Pude escapar del convento gracias a las revueltas del grupo de los girondinos.
Me uní a un grupo que marchaba a París… París ojo del huracán, escaparate del hambre; donde los fastos de los opresores no tenían fin. Vagué por la ciudad huyendo del horror. Allí encontré a Pablo, hablaba de libertad, igualdad y fraternidad en la primavera después de liberar al rey.
Fue encarcelado y coincidimos en el juicio donde fue absuelto. No tenía miedo a la muerte, por eso era un hombre respetado y peligroso a la vez. Escribía sin parar día y noche, tenía una rara enfermedad en la piel que le producía sarpullidos y fiebre alta.

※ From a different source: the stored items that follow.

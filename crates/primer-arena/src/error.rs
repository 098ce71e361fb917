//! Arena-specific error types.

use std::error::Error;
use std::fmt;

use primer_core::AllocId;

use crate::handle::AllocKind;

/// Errors that can occur during arena operations.
#[derive(Clone, Debug, PartialEq, Eq)]
pub enum ArenaError {
    /// The live-allocation cap would be exceeded.
    TooManyAllocations {
        /// The configured cap.
        max: usize,
    },
    /// The live-element cap would be exceeded.
    CapacityExceeded {
        /// Number of elements requested.
        requested: usize,
        /// Number of elements currently live.
        live: usize,
        /// The configured cap.
        max: usize,
    },
    /// The allocation was already released; each allocation is released
    /// exactly once.
    AlreadyReleased {
        /// The released allocation.
        id: AllocId,
    },
    /// The handle was never issued by this arena.
    UnknownHandle {
        /// The unrecognised allocation.
        id: AllocId,
    },
    /// The allocation is a different kind than the caller asked for,
    /// e.g. reading a buffer as a single scalar.
    KindMismatch {
        /// The allocation.
        id: AllocId,
        /// The kind the caller asked for.
        expected: AllocKind,
        /// The kind the allocation actually is.
        actual: AllocKind,
    },
    /// Every allocation ID has been issued; the arena cannot name another
    /// allocation.
    IdsExhausted,
    /// An [`ArenaConfig`](crate::ArenaConfig) invariant is violated.
    InvalidConfig {
        /// Which invariant was violated.
        reason: String,
    },
}

impl fmt::Display for ArenaError {
    fn fmt(&self, f: &mut fmt::Formatter<'_>) -> fmt::Result {
        match self {
            Self::TooManyAllocations { max } => {
                write!(f, "too many live allocations: cap is {max}")
            }
            Self::CapacityExceeded {
                requested,
                live,
                max,
            } => {
                write!(
                    f,
                    "arena capacity exceeded: requested {requested} elements with {live} live, cap {max}"
                )
            }
            Self::AlreadyReleased { id } => {
                write!(f, "allocation {id} was already released")
            }
            Self::UnknownHandle { id } => {
                write!(f, "unknown allocation: {id}")
            }
            Self::KindMismatch {
                id,
                expected,
                actual,
            } => {
                write!(f, "allocation {id} is a {actual}, not a {expected}")
            }
            Self::IdsExhausted => write!(f, "allocation ids exhausted"),
            Self::InvalidConfig { reason } => {
                write!(f, "invalid arena config: {reason}")
            }
        }
    }
}

impl Error for ArenaError {}
//! Integration test: the full driver scenario through the public API.
//!
//! Covers the end-to-end properties of a default run: output layout,
//! intermediate values, drain order, and that every heap allocation is
//! released before a successful `run` returns. A write failure midway
//! stops the run with `DriverError::Output` and leaves the driver usable.

use primer_engine::{Driver, DriverConfig, DriverError};
use primer_test_utils::{expected_sequence, FailingWriter, LineCapture};

#[test]
fn default_run_prints_sequence_then_greeting() {
    let driver = Driver::new(DriverConfig::default()).unwrap();
    let mut out = LineCapture::new();
    driver.run(&mut out).unwrap();

    let lines = out.lines();
    assert_eq!(lines.len(), 40);
    let printed: Vec<i32> = lines[..39].iter().map(|l| l.parse().unwrap()).collect();
    assert_eq!(printed, expected_sequence());
    assert_eq!(lines[39], "hello world!");
}

#[test]
fn report_carries_reference_values() {
    let report = Driver::new(DriverConfig::default())
        .unwrap()
        .run(&mut LineCapture::new())
        .unwrap();
    assert_eq!(report.plus_four, 18);
    assert_eq!(report.total, 280);
    assert_eq!(report.factorial, 720);
    assert_eq!(report.fibonacci, 13);
    assert_eq!(report.drained.len(), 39);
    assert_eq!(report.drained.first(), Some(&31));
    assert_eq!(report.drained.last(), Some(&6));
}

#[test]
fn custom_config_changes_output() {
    let cfg = DriverConfig {
        seed: smallvec::smallvec![9],
        append_count: 2,
        greeting: "bye".into(),
        ..DriverConfig::default()
    };
    let mut out = LineCapture::new();
    Driver::new(cfg).unwrap().run(&mut out).unwrap();
    assert_eq!(out.text(), "9\n0\n1\nbye\n");
}

#[test]
fn repeated_runs_are_identical() {
    let driver = Driver::new(DriverConfig::default()).unwrap();
    let mut first = LineCapture::new();
    let mut second = LineCapture::new();
    let a = driver.run(&mut first).unwrap();
    let b = driver.run(&mut second).unwrap();
    assert_eq!(first.text(), second.text());
    assert_eq!(a.drained, b.drained);
    assert_eq!(a.releases, b.releases);
}

#[test]
fn failed_output_still_reports_error_cleanly() {
    let driver = Driver::new(DriverConfig::default()).unwrap();
    let mut out = FailingWriter::new(10);
    let err = driver.run(&mut out).unwrap_err();
    assert!(matches!(err, DriverError::Output(_)));
    assert_eq!(out.calls(), 11);

    let report = driver.run(&mut LineCapture::new()).unwrap();
    assert_eq!(report.live_after_release, 0);
    assert_eq!(report.releases, 5);
}
//! Strongly-typed identifiers.

use std::fmt;
use std::sync::atomic::{AtomicU64, Ordering};

/// Identifies one heap allocation owned by an arena.
///
/// Allocation IDs are issued sequentially by the owning arena and are
/// never reused within that arena, so an ID below the arena's next ID
/// that is no longer live was released earlier.
#[derive(Clone, Copy, Debug, PartialEq, Eq, Hash, PartialOrd, Ord)]
pub struct AllocId(pub u32);

impl fmt::Display for AllocId {
    fn fmt(&self, f: &mut fmt::Formatter<'_>) -> fmt::Result {
        write!(f, "{}", self.0)
    }
}

impl From<u32> for AllocId {
    fn from(v: u32) -> Self {
        Self(v)
    }
}

/// Counter for unique [`RunId`] allocation.
static RUN_COUNTER: AtomicU64 = AtomicU64::new(1);

/// Unique per-process identifier for one driver run.
///
/// Allocated from a monotonic atomic counter via [`RunId::next`] and
/// attached to the run's tracing span so interleaved diagnostics from
/// several runs in one process stay distinguishable.
#[derive(Clone, Copy, Debug, PartialEq, Eq, Hash, PartialOrd, Ord)]
pub struct RunId(u64);

impl RunId {
    /// Allocate a fresh, unique run ID. Thread-safe.
    pub fn next() -> Self {
        Self(RUN_COUNTER.fetch_add(1, Ordering::Relaxed))
    }

    /// The raw counter value.
    pub fn get(self) -> u64 {
        self.0
    }
}

impl fmt::Display for RunId {
    fn fmt(&self, f: &mut fmt::Formatter<'_>) -> fmt::Result {
        write!(f, "{}", self.0)
    }
}

#[cfg(test)]
mod tests {
    use super::*;

    #[test]
    fn alloc_id_display_is_raw_value() {
        assert_eq!(AllocId(7).to_string(), "7");
        assert_eq!(AllocId::from(3), AllocId(3));
    }

    #[test]
    fn run_ids_are_unique_and_increasing() {
        let a = RunId::next();
        let b = RunId::next();
        assert_ne!(a, b);
        assert!(b.get() > a.get());
    }
}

Me fui a vivir con él con la excusa de ayudarle a difundir sus proclamas a favor del pueblo. Recuerdo la primera noche que pasamos juntos. Desnudo, parecía una piel pegada a un cuerpo rendido a la enfermedad. Pero su voz templada sonó como una ola rompiendo el silencio, tierna como la de alguien que solo sabe amar:
- Eres la única luz que alumbra este negro ocaso antes de la fría noche. Deja que duerma bajo las caricias de tu pelo, que tus ojos iluminen mi ser; que tus labios vírgenes teñidos de revolución den esperanza a mi boca seca. –
Respondí entregando mi alma y mi cuerpo como si solo tuviese ese instante para vivir una primavera. Amanecimos desnudos en mitad de la Historia, solos; como únicos supervivientes a la locura de la Revolución. Pablo tosió y manchó el pañuelo de sangre, apenas pude oír sus últimas palabras: - ¡A moi, ma chère amie! -
Comprendí que su corazón no había podido resistir tanta felicidad. Y yo no quería una vida sin él; así que me vengué clavándole mi puñal lentamente hasta llegar a su corazón ya frío. Esperaría a que la guillotina mas pronto que tarde me reuniese con mi amado Jean-Paul.